▶ _Task item_: The lines from the start of the records below through the line containing "a calculator is" are to be copied exactly, both ends included, with nothing added.

▶ _Records for processing_:
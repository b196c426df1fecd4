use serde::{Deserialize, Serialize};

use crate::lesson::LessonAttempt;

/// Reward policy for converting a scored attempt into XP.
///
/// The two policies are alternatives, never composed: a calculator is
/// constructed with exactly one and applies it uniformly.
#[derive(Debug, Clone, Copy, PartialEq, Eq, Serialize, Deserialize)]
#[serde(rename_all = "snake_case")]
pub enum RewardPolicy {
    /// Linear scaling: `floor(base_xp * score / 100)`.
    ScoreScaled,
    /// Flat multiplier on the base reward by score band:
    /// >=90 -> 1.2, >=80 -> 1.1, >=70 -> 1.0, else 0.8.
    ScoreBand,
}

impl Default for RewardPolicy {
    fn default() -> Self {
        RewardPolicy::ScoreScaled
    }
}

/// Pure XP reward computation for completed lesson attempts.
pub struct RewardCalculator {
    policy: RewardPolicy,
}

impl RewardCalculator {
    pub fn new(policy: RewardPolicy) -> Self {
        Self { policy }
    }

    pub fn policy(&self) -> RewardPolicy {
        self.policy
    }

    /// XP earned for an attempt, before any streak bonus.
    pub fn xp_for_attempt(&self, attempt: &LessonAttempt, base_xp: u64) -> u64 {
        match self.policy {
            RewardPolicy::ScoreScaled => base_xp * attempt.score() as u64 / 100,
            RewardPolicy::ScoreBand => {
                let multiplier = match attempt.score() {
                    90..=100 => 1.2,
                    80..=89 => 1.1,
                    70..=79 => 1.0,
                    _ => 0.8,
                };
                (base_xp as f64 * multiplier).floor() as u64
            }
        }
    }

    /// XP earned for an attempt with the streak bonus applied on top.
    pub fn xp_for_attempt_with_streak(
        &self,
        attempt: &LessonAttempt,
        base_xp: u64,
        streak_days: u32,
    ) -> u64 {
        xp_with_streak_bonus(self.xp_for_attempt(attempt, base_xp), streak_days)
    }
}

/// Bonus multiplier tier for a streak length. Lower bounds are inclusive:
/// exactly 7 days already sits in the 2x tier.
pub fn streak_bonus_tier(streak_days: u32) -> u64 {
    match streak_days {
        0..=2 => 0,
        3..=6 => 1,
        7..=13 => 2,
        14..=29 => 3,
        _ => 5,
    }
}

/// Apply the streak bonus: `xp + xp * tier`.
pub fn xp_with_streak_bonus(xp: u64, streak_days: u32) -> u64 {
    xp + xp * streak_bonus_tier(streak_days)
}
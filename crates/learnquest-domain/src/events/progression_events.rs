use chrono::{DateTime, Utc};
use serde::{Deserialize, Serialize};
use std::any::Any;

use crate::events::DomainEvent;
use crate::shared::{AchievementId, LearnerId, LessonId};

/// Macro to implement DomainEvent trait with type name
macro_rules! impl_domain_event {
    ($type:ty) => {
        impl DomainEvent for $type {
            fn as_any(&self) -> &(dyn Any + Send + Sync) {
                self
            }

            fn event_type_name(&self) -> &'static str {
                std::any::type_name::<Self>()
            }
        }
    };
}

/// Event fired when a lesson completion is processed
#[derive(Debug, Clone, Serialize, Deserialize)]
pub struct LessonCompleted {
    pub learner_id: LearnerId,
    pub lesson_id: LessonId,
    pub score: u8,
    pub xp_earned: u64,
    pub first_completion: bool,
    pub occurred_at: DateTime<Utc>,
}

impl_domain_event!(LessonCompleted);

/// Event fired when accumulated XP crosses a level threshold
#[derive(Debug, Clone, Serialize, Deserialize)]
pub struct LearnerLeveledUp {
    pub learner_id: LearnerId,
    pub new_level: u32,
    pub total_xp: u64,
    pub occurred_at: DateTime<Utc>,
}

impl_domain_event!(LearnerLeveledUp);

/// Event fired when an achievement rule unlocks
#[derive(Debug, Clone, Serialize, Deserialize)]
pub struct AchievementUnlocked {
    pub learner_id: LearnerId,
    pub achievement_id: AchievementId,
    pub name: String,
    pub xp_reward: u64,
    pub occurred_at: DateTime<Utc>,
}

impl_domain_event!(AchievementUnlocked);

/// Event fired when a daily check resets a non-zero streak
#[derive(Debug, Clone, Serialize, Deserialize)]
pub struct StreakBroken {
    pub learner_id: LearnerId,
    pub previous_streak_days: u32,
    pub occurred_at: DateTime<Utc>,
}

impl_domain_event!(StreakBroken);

▶ _Finished task_:
repository b196c426df1fecd4
use serde::{Deserialize, Serialize};

use crate::lesson::LessonAttempt;

/// Reward policy for converting a scored attempt into XP.
///
/// The two policies are alternatives, never composed: a calculator is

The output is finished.